J’ai proposé à Coraline de venir passer le week-end à la maison comme elle était seule depuis une semaine déjà. Et je dois dire que sa compagnie me plaît. Surtout quand elle me prépare à manger. C’est un véritable cordon bleu. Mais même si elle vit avec moi, je remarque bien que son humeur de s’améliore pas vraiment. Des cernes sont apparus sous ces yeux et son teint hâlé devient de plus en plus livide. J’ai l’impression de la voir chaque jour perdre ses forces, son énergie. Surtout en faisant mon maximum pour la booster, je constate que mes efforts restent vains. J’ai déjà essayé d’aborder le sujet avec elle, mais elle s’obstine dans son… déni. Enfin, je ne la connais pas encore suffisamment pour l’affirmer, mais quelque chose me pousse à le croire. Peut-être parce que plus je passe de temps avec elle, plus je me rends compte que nous partageons beaucoup de points communs.

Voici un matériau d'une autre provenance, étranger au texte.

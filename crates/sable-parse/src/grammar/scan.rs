//! Token scans that decide between readings before anything is parsed.
//!
//! Every scan runs on a copy of the cursor, so callers only observe the
//! answer. A scan never reports diagnostics.

use sable_yellow::SyntaxKind::{self, *};

use crate::grammar::types::TypeMode;
use crate::lookahead::Lookahead;

/// What a type scan learned about the tokens it covered.
#[derive(Debug, Clone, Copy, PartialEq, Eq)]
pub(crate) enum ScanTypeFlags {
    NotType,
    /// Only a type can look like this: predefined types, arrays, function
    /// pointers, generics followed by something only types allow.
    MustBeType,
    /// `A<B>` where the argument list can only be type arguments.
    GenericTypeOrMethod,
    /// `A<B>` that could also be two comparisons.
    GenericTypeOrExpression,
    /// A plain or dotted name.
    NonGenericTypeOrExpression,
    /// `A::B`.
    AliasQualifiedName,
    /// Ends in `?`.
    NullableType,
    /// Ends in `*`, which could be a multiplication.
    PointerOrMultiplication,
    TupleType,
}

use ScanTypeFlags::*;

/// How `<` after a name in expression position reads.
#[derive(Debug, Clone, Copy, PartialEq, Eq)]
pub(crate) enum TypeArgumentListKind {
    NotTypeArgumentList,
    PossibleTypeArgumentList,
    DefiniteTypeArgumentList,
}

#[derive(Debug, Clone, Copy, PartialEq, Eq)]
pub(crate) struct LambdaShape {
    /// `x => ...`, possibly after attributes and modifiers.
    pub(crate) simple: bool,
    /// The explicit return type is nullable and begins with an identifier,
    /// so a `:` after the body means the tokens were a conditional.
    pub(crate) speculative: bool,
}

/// Where a possible declaration expression sits.
#[derive(Debug, Clone, Copy, PartialEq, Eq)]
pub(crate) enum DeclarationContext {
    FirstTupleElement,
    AfterTupleComma,
    /// `out` arguments, `foreach` variables and similar positions where a
    /// declaration is the better guess.
    Other,
}

pub(crate) fn can_start_expression(kind: SyntaxKind) -> bool {
    kind.is_literal()
        || kind.is_predefined_type()
        || matches!(
            kind,
            IDENT
                | INTERPOLATED_STRING
                | THIS_KW
                | BASE_KW
                | NEW_KW
                | TYPEOF_KW
                | SIZEOF_KW
                | DEFAULT_KW
                | CHECKED_KW
                | UNCHECKED_KW
                | DELEGATE_KW
                | STACKALLOC_KW
                | THROW_KW
                | REF_KW
                | STATIC_KW
                | L_PAREN
                | L_BRACK
                | PLUS
                | MINUS
                | BANG
                | TILDE
                | PLUS_PLUS
                | MINUS_MINUS
                | AMP
                | STAR
                | CARET
                | DOT_DOT
        )
}
use sable_errors::{Diagnostic, ErrorCode};
use sable_yellow::SyntaxKind::{self, *};

use crate::options::Feature;
use crate::parser::{CompletedMarker, Parser};

pub(crate) mod attributes;
pub(crate) mod exprs;
pub(crate) mod items;
mod lambdas;
pub(crate) mod patterns;
mod queries;
pub(crate) mod scan;
pub(crate) mod stmts;
pub(crate) mod types;

/// `IDENTIFIER_NAME` around the current identifier, or around a missing one.
pub(crate) fn identifier_name(p: &mut Parser<'_>) -> CompletedMarker {
    let m = p.start();
    p.expect(IDENT);
    m.complete(p, IDENTIFIER_NAME)
}

/// Parses `bra element (delim element)* ket`, returning the element count.
///
/// A missing delimiter is inserted when the next token starts another
/// element; anything else ends the list and `ket` is expected.
pub(crate) fn delimited(
    p: &mut Parser<'_>,
    bra: SyntaxKind,
    ket: SyntaxKind,
    delim: SyntaxKind,
    allow_trailing: bool,
    starts_element: impl Fn(&Parser<'_>) -> bool,
    element: impl FnMut(&mut Parser<'_>),
) -> usize {
    debug_assert!(p.at(bra));
    p.bump();
    let count = separated(p, ket, delim, allow_trailing, starts_element, element);
    p.expect(ket);
    count
}

/// The inside of [`delimited`], for lists without brackets of their own.
pub(crate) fn separated(
    p: &mut Parser<'_>,
    ket: SyntaxKind,
    delim: SyntaxKind,
    allow_trailing: bool,
    starts_element: impl Fn(&Parser<'_>) -> bool,
    mut element: impl FnMut(&mut Parser<'_>),
) -> usize {
    if p.at(ket) || p.at(EOF) || !(p.at(delim) || starts_element(p)) {
        return 0;
    }

    let mut count = 0;
    loop {
        let before = p.position();
        element(p);
        count += 1;

        if p.eat(delim) {
            if allow_trailing && p.at(ket) {
                break;
            }
            continue;
        }

        if p.at(ket) || p.at(EOF) {
            break;
        }

        if p.position() != before && starts_element(p) {
            p.expect(delim);
            continue;
        }
        break;
    }
    count
}

/// Whether the token at `n` acts as a modifier of a declaration.
pub(crate) fn is_modifier(p: &Parser<'_>, n: usize) -> bool {
    match p.nth(n) {
        PUBLIC_KW | PRIVATE_KW | PROTECTED_KW | INTERNAL_KW | STATIC_KW | ABSTRACT_KW
        | VIRTUAL_KW | OVERRIDE_KW | SEALED_KW | EXTERN_KW | UNSAFE_KW | NEW_KW | READONLY_KW
        | VOLATILE_KW | CONST_KW | FIXED_KW => !(p.nth_at(n, NEW_KW) && p.nth_at(n + 1, L_PAREN)),
        IDENT => is_contextual_modifier(p, n),
        _ => false,
    }
}

fn is_contextual_modifier(p: &Parser<'_>, n: usize) -> bool {
    if !matches!(p.nth_contextual(n), ASYNC_KW | PARTIAL_KW | REQUIRED_KW | FILE_KW) {
        return false;
    }

    match p.nth(n + 1) {
        kind if kind.is_predefined_type() || is_modifier_keyword(kind) => true,
        CLASS_KW | STRUCT_KW | INTERFACE_KW | ENUM_KW | DELEGATE_KW | EVENT_KW => true,
        IDENT => {
            is_contextual_modifier(p, n + 1)
                || p.nth_contextual(n + 1) == RECORD_KW
                || !matches!(p.nth(n + 2), L_PAREN | EQ | SEMICOLON | COMMA | L_BRACE | FAT_ARROW)
        }
        _ => false,
    }
}

fn is_modifier_keyword(kind: SyntaxKind) -> bool {
    matches!(
        kind,
        PUBLIC_KW
            | PRIVATE_KW
            | PROTECTED_KW
            | INTERNAL_KW
            | STATIC_KW
            | ABSTRACT_KW
            | VIRTUAL_KW
            | OVERRIDE_KW
            | SEALED_KW
            | EXTERN_KW
            | UNSAFE_KW
            | NEW_KW
            | READONLY_KW
            | VOLATILE_KW
            | CONST_KW
            | FIXED_KW
    )
}

/// Consumes modifiers into the current node, reporting repeats. Returns
/// the modifier kinds in order.
pub(crate) fn modifiers(p: &mut Parser<'_>) -> Vec<SyntaxKind> {
    let mut seen = Vec::new();

    while is_modifier(p, 0) {
        let kind = match p.current() {
            IDENT => p.nth_contextual(0),
            kind => kind,
        };

        if seen.contains(&kind) {
            p.error_with_current_text(ErrorCode::DuplicateModifier);
        }
        if kind == REQUIRED_KW {
            p.feature(Feature::RequiredMembers);
        }
        seen.push(kind);
        p.bump_remap(kind);
    }

    seen
}

/// Skips tokens until one in `stop` or end of file, reporting only the
/// first.
pub(crate) fn skip_until(p: &mut Parser<'_>, stop: impl Fn(&Parser<'_>) -> bool, code: ErrorCode) {
    let mut first = true;
    while !p.at(EOF) && !stop(p) {
        if first {
            p.skip_with_error(code);
            first = false;
        } else {
            p.skip();
        }
    }
}

/// Skips whatever is left before end of file in a fragment parse.
pub(crate) fn skip_trailing(p: &mut Parser<'_>) {
    skip_until(p, |_| false, ErrorCode::UnexpectedToken);
}

/// Diagnostic for a token that cannot begin an expression.
pub(crate) fn invalid_term(p: &Parser<'_>) -> Diagnostic {
    if p.at(EOF) {
        Diagnostic::new(ErrorCode::ExpressionExpected, p.missing_range())
    } else {
        Diagnostic::with_args(ErrorCode::InvalidExprTerm, p.current_range(), [p.current_text()])
    }
}

/// An `IDENTIFIER_NAME` holding a missing identifier, standing in for an
/// expression or type that is not there.
pub(crate) fn missing_name(p: &mut Parser<'_>, diagnostic: Option<Diagnostic>) -> CompletedMarker {
    let m = p.start();
    p.missing(IDENT, diagnostic);
    m.complete(p, IDENTIFIER_NAME)
}
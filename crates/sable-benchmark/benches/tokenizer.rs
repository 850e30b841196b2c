use codspeed_criterion_compat::{
    Criterion, Throughput, black_box, criterion_group, criterion_main,
};

static SOURCE: &str = "
class C { void M() { if (a >= b && c != d) { x += 1; } else { y ??= z?.w; } } }
class C { void M() { if (a >= b && c != d) { x += 1; } else { y ??= z?.w; } } }
class C { void M() { if (a >= b && c != d) { x += 1; } else { y ??= z?.w; } } }
class C { void M() { if (a >= b && c != d) { x += 1; } else { y ??= z?.w; } } }
class C { void M() { if (a >= b && c != d) { x += 1; } else { y ??= z?.w; } } }
class C { void M() { if (a >= b && c != d) { x += 1; } else { y ??= z?.w; } } }
class C { void M() { if (a >= b && c != d) { x += 1; } else { y ??= z?.w; } } }
class C { void M() { if (a >= b && c != d) { x += 1; } else { y ??= z?.w; } } }
";

static LITERALS: &str = r#"
var a = 0x1F_FFu; var b = 1.5e-3f; var c = 'q'; var d = "text\n"; var e = @"verbatim ""quoted""";
var a = 0x1F_FFu; var b = 1.5e-3f; var c = 'q'; var d = "text\n"; var e = @"verbatim ""quoted""";
var a = 0x1F_FFu; var b = 1.5e-3f; var c = 'q'; var d = "text\n"; var e = @"verbatim ""quoted""";
var a = 0x1F_FFu; var b = 1.5e-3f; var c = 'q'; var d = "text\n"; var e = @"verbatim ""quoted""";
"#;

static TRIVIA: &str = "
// line comment
/* block
   comment */
#region tokens
    int /* inline */ x; // trailing
#endregion
// line comment
/* block
   comment */
#region tokens
    int /* inline */ x; // trailing
#endregion
";

static CANDIDATES: [(&str, &str); 3] =
    [("keywords_operators_and_punctuators", SOURCE), ("literals", LITERALS), ("trivia", TRIVIA)];

fn iterate(s: &str) {
    use sable_tokenizer::{SyntaxKind, Tokenizer};

    let mut tokenizer = Tokenizer::new(s);

    loop {
        let token = tokenizer.next_token();

        if token.kind == SyntaxKind::EOF {
            break;
        }

        black_box(token);
    }
}

fn bench_iterate(c: &mut Criterion) {
    let mut group = c.benchmark_group("iterate");

    for (name, source) in CANDIDATES {
        group.throughput(Throughput::Bytes(source.len() as u64));
        group.bench_with_input(name, &source, |b, &s| b.iter(|| iterate(s)));
    }
}

criterion_group!(benches, bench_iterate);
criterion_main!(benches);
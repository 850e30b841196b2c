use sable_yellow::SyntaxKind::*;

use super::scan::can_start_expression;
use super::{delimited, exprs, identifier_name, separated, types};
use crate::parser::Parser;

/// Zero or more `[...]` lists, returning how many were parsed.
pub(crate) fn attribute_lists(p: &mut Parser<'_>) -> usize {
    let mut count = 0;
    while p.at(L_BRACK) {
        attribute_list(p);
        count += 1;
    }
    count
}

pub(crate) fn attribute_list(p: &mut Parser<'_>) {
    let m = p.start();
    p.bump();

    if (p.at(IDENT) || p.current().is_keyword()) && p.nth_at(1, COLON) {
        let target = p.start();
        p.bump();
        p.bump();
        target.complete(p, ATTRIBUTE_TARGET_SPECIFIER);
    }

    separated(p, R_BRACK, COMMA, true, |p| p.at(IDENT), attribute);
    p.expect(R_BRACK);
    m.complete(p, ATTRIBUTE_LIST);
}

/// `[assembly: ...]` and `[module: ...]` stand alone at the top of a file.
pub(crate) fn at_global_attribute(p: &Parser<'_>) -> bool {
    p.at(L_BRACK)
        && p.nth_at(1, IDENT)
        && p.nth_at(2, COLON)
        && matches!(p.look().text(1), "assembly" | "module")
}

fn attribute(p: &mut Parser<'_>) {
    let m = p.start();
    types::name(p);

    if p.at(L_PAREN) {
        let arguments = p.start();
        delimited(p, L_PAREN, R_PAREN, COMMA, false, |p| can_start_expression(p.current()), |p| {
            let argument = p.start();
            if p.at(IDENT) && p.nth_at(1, EQ) {
                let name = p.start();
                identifier_name(p);
                p.bump();
                name.complete(p, NAME_EQUALS);
            } else if p.at(IDENT) && p.nth_at(1, COLON) {
                exprs::name_colon(p);
            }
            exprs::expr(p);
            argument.complete(p, ATTRIBUTE_ARGUMENT);
        });
        arguments.complete(p, ATTRIBUTE_ARGUMENT_LIST);
    }

    m.complete(p, ATTRIBUTE);
}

Jace pénètre dans la salle avec les pizzas et les dépose sur la table me sortant de ma rêverie. Avec lui non plus, je ne sais plus sur quels pieds danser. D’un côté, notre relation me manque d’un autre, je n’arrive pas à comprendre ce qu’il lui a traversé l'esprit. Il aurait tout bonnement pu juste venir nous parler et nous souhaiter une excellente soirée, mais non, il a fallu qu’il nous invite avec lui et ses amis. Certes, c’était une bonne intention, mais… Il me connaît suffisamment pour savoir que ça ne m’enchanterait pas. C’est pourquoi, après avoir fini mon verre, je les avais plantés là. Sans rien dire. Et je me fous de ce qu’ils ont pu penser. Je l’observe distribuer les parts et s’installer silencieusement à sa place. Je m’en veux de lui faire subir cela. C’est disproportionné comme réaction, je sais. Mais je veux qu’il le sache aussi. Et que par le même intermédiaire, il comprenne. Je m’assieds face à lui et le remercie avant de commencer à manger.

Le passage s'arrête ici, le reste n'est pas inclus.